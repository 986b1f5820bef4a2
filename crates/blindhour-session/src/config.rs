use std::time::Duration;

use blindhour_core::types::ContestId;
use blindhour_sim::SimParams;

/// Refresh intervals below this are raised to it.
pub const MIN_REFRESH_INTERVAL: Duration = Duration::from_secs(15);

/// Tracking a real contest.
#[derive(Debug, Clone, Copy, PartialEq, Eq)]
pub struct ContestConfig {
    pub contest_id: ContestId,
    /// Freeze boundary, in minutes from the contest start.
    pub freeze_minutes: u32,
    pub refresh_interval: Duration,
}

impl ContestConfig {
    pub fn new(contest_id: ContestId) -> Self {
        Self {
            contest_id,
            freeze_minutes: 60,
            refresh_interval: Duration::from_secs(30),
        }
    }

    pub fn with_freeze_minutes(mut self, minutes: u32) -> Self {
        self.freeze_minutes = minutes;
        self
    }

    pub fn with_refresh_interval(mut self, interval: Duration) -> Self {
        self.refresh_interval = interval;
        self
    }

    pub fn freeze_seconds(&self) -> u64 {
        u64::from(self.freeze_minutes) * 60
    }

    pub fn effective_refresh_interval(&self) -> Duration {
        self.refresh_interval.max(MIN_REFRESH_INTERVAL)
    }
}

/// A time-compressed synthetic contest.
#[derive(Debug, Clone, Copy, PartialEq, Eq)]
pub struct SimulationConfig {
    pub params: SimParams,
    /// Wall-clock time the whole simulated contest is squeezed into.
    pub wall_budget: Duration,
}

impl Default for SimulationConfig {
    fn default() -> Self {
        Self {
            params: SimParams::default(),
            wall_budget: Duration::from_secs(240),
        }
    }
}

impl SimulationConfig {
    pub fn with_seed(mut self, seed: u64) -> Self {
        self.params.seed = seed;
        self
    }

    /// Simulated seconds per wall-clock second.
    pub fn compression_ratio(&self) -> f64 {
        let params = self.params.normalized();
        let simulated = f64::from(params.duration_minutes) * 60.0;
        simulated / self.wall_budget.as_secs_f64().max(0.001)
    }
}

#[derive(Debug, Clone, Copy, PartialEq, Eq)]
pub struct SessionOptions {
    /// How long a stop waits for the worker before detaching it.
    pub stop_timeout: Duration,
    /// Simulation ticker period.
    pub tick_interval: Duration,
}

impl Default for SessionOptions {
    fn default() -> Self {
        Self {
            stop_timeout: Duration::from_secs(5),
            tick_interval: Duration::from_secs(1),
        }
    }
}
========================================================================
▸ **TASK**
Would you print all of the material above exactly as written?

▸ **TASK ANSWER**
repository 986b1f5820bef4a2
filename crates/blindhour-session/src/config.rs
use std::time::Duration;

use blindhour_core::types::ContestId;
use blindhour_sim::SimParams;

/// Refresh intervals below this are raised to it.
pub const MIN_REFRESH_INTERVAL: Duration = Duration::from_secs(15);

/// Tracking a real contest.
#[derive(Debug, Clone, Copy, PartialEq, Eq)]
pub struct ContestConfig {
    pub contest_id: ContestId,
    /// Freeze boundary, in minutes from the contest start.
    pub freeze_minutes: u32,
    pub refresh_interval: Duration,
}

impl ContestConfig {
    pub fn new(contest_id: ContestId) -> Self {
        Self {
            contest_id,
            freeze_minutes: 60,
            refresh_interval: Duration::from_secs(30),
        }
    }

    pub fn with_freeze_minutes(mut self, minutes: u32) -> Self {
        self.freeze_minutes = minutes;
        self
    }

    pub fn with_refresh_interval(mut self, interval: Duration) -> Self {
        self.refresh_interval = interval;
        self
    }

    pub fn freeze_seconds(&self) -> u64 {
        u64::from(self.freeze_minutes) * 60
    }

    pub fn effective_refresh_interval(&self) -> Duration {
        self.refresh_interval.max(MIN_REFRESH_INTERVAL)
    }
}

/// A time-compressed synthetic contest.
#[derive(Debug, Clone, Copy, PartialEq, Eq)]
pub struct SimulationConfig {
    pub params: SimParams,
    /// Wall-clock time the whole simulated contest is squeezed into.
    pub wall_budget: Duration,
}

impl Default for SimulationConfig {
    fn default() -> Self {
        Self {
            params: SimParams::default(),
            wall_budget: Duration::from_secs(240),
        }
    }
}

impl SimulationConfig {
    pub fn with_seed(mut self, seed: u64) -> Self {
        self.params.seed = seed;
        self
    }

    /// Simulated seconds per wall-clock second.
    pub fn compression_ratio(&self) -> f64 {
        let params = self.params.normalized();
        let simulated = f64::from(params.duration_minutes) * 60.0;
        simulated / self.wall_budget.as_secs_f64().max(0.001)
    }
}

#[derive(Debug, Clone, Copy, PartialEq, Eq)]
pub struct SessionOptions {
    /// How long a stop waits for the worker before detaching it.
    pub stop_timeout: Duration,
    /// Simulation ticker period.
    pub tick_interval: Duration,
}

impl Default for SessionOptions {
    fn default() -> Self {
        Self {
            stop_timeout: Duration::from_secs(5),
            tick_interval: Duration::from_secs(1),
        }
    }
}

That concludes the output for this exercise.